家蠶（Bombyx mori）是世界上重要的經(jīng)濟性昆蟲，也是鱗翅目中具有中國特色的重要的模式生物。絲腺是蠶絲蛋白合成的特異性組織，且具有在5齡后期表達(dá)的時間特異性。蠶絲蛋白高效的合成特性引起了許多研究者的興趣并在分子水平上對蠶絲蛋白的合成機制進行了深入的研究。蠶絲蛋白由絲素和絲膠組成，通過共價鍵或非共價鍵形成緊密的結(jié)構(gòu)。研究表明，蠶絲蛋白表達(dá)系統(tǒng)是一個復(fù)雜的調(diào)控網(wǎng)絡(luò)系統(tǒng)，除了通用轉(zhuǎn)錄因子調(diào)控外，還有絲腺組織特異的反式作用因子。轉(zhuǎn)錄因子SGF-1在中部絲腺參與Ser-1基因的表達(dá)[12]；蛋白因子BMFA既能與絲素輕鏈基因BmFib-L結(jié)合，還能負(fù)調(diào)控P25基因[13]。miRNAs、絲腺轉(zhuǎn)錄因子和蠶絲蛋白之間存在調(diào)控關(guān)系，如bmo-miR-2755*不但能下調(diào)BmFib-L基因的表達(dá)，還能促進P25基因的表達(dá)[14]；bmo-miR-2758能抑制絲腺特異轉(zhuǎn)錄因子FMBP-1的表達(dá)[15]。

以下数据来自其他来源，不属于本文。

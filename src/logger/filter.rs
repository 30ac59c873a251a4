//! Predicate gates applied before delivery.

use crate::domain::{LogCategory, LogEntry, LogPriority, normalize_tag};
use std::collections::HashSet;

/// Decides whether an entry may reach the delivery strategy.
pub trait Filter: Send + Sync {
    fn accept(&self, entry: &LogEntry) -> bool;

    /// Filter name for debugging
    fn name(&self) -> &'static str {
        "custom"
    }
}

impl<F> Filter for F
where
    F: Fn(&LogEntry) -> bool + Send + Sync,
{
    fn accept(&self, entry: &LogEntry) -> bool {
        self(entry)
    }

    fn name(&self) -> &'static str {
        "closure"
    }
}

/// Severity threshold: passes entries at least as severe as `threshold`.
#[derive(Debug, Clone, Copy)]
pub struct CategoryFilter {
    threshold: LogCategory,
}

impl CategoryFilter {
    pub fn new(threshold: LogCategory) -> Self {
        Self { threshold }
    }
}

impl Filter for CategoryFilter {
    fn accept(&self, entry: &LogEntry) -> bool {
        entry.category().is_within(self.threshold)
    }

    fn name(&self) -> &'static str {
        "category"
    }
}

/// Passes entries whose priority is at least `minimum`.
#[derive(Debug, Clone, Copy)]
pub struct PriorityFilter {
    minimum: LogPriority,
}

impl PriorityFilter {
    pub fn new(minimum: LogPriority) -> Self {
        Self { minimum }
    }
}

impl Filter for PriorityFilter {
    fn accept(&self, entry: &LogEntry) -> bool {
        entry.priority() >= self.minimum
    }

    fn name(&self) -> &'static str {
        "priority"
    }
}

/// Allow-list of tags. Untagged entries pass only if `allow_untagged` is set.
#[derive(Debug, Clone, Default)]
pub struct TagFilter {
    tags: HashSet<String>,
    allow_untagged: bool,
}

impl TagFilter {
    pub fn allow(tags: impl IntoIterator<Item = impl AsRef<str>>) -> Self {
        Self {
            tags: tags
                .into_iter()
                .filter_map(|t| normalize_tag(t.as_ref()))
                .collect(),
            allow_untagged: false,
        }
    }

    pub fn allow_untagged(mut self, allow: bool) -> Self {
        self.allow_untagged = allow;
        self
    }
}

impl Filter for TagFilter {
    fn accept(&self, entry: &LogEntry) -> bool {
        match entry.tag() {
            Some(tag) => self.tags.contains(tag),
            None => self.allow_untagged,
        }
    }

    fn name(&self) -> &'static str {
        "tag"
    }
}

由于現(xiàn)有的研究仍無法解釋蠶絲蛋白精密合成的調(diào)控機制，所以基于miRNA揭示蠶絲蛋白表達(dá)機制仍有待進行更深入的研究。本實驗室SONG等[16]前期對家蠶4、5齡幼蟲后部絲腺小RNA進行了高通量測序，獲得了35個新的可能參與蠶絲蛋白調(diào)控的miRNAs。本研究通過RNAhybrid軟件預(yù)測其中可能對BmFib-L表達(dá)具有調(diào)節(jié)作用的miRNAs，獲得了1個候選bmo-miR-0031-3p（曾稱為miR-0031*，以下簡稱“miR-0031-3p”），分別構(gòu)建miR-0031-3p表達(dá)載體pcDNA3.0[ie1-egfp-pre-miR-0031-3p-SV40]和BmFib-L3′UTR 重組質(zhì)粒pGL3.0[A3-luc-Fib-L-3′UTR-SV40]，以及人工合成miR-0031-3p的模擬物（mimic）和抑制物（inhibitor），然后分別在BmN細(xì)胞和5齡第2天幼蟲中驗證miR-0031-3p對BmFib-L表達(dá)的調(diào)控作用，證實了miR-0031-3p在細(xì)胞和個體水平上能夠下調(diào)BmFib-L的表達(dá)。該研究結(jié)果對闡明家蠶miRNA功能和蠶絲蛋白表達(dá)調(diào)控的分子機制具有重要的意義。

1 材料與方法

1.1 材料、試劑與儀器

家蠶品系P50，由農(nóng)業(yè)農(nóng)村部蠶桑遺傳改良重點實驗室（江蘇省蠶桑生物學(xué)與生物技術(shù)重點實驗室）保存，解除滯育的越年蠶卵或浸酸后的蠶卵于25℃條件下催青，孵化后用常規(guī)新鮮桑葉飼養(yǎng)。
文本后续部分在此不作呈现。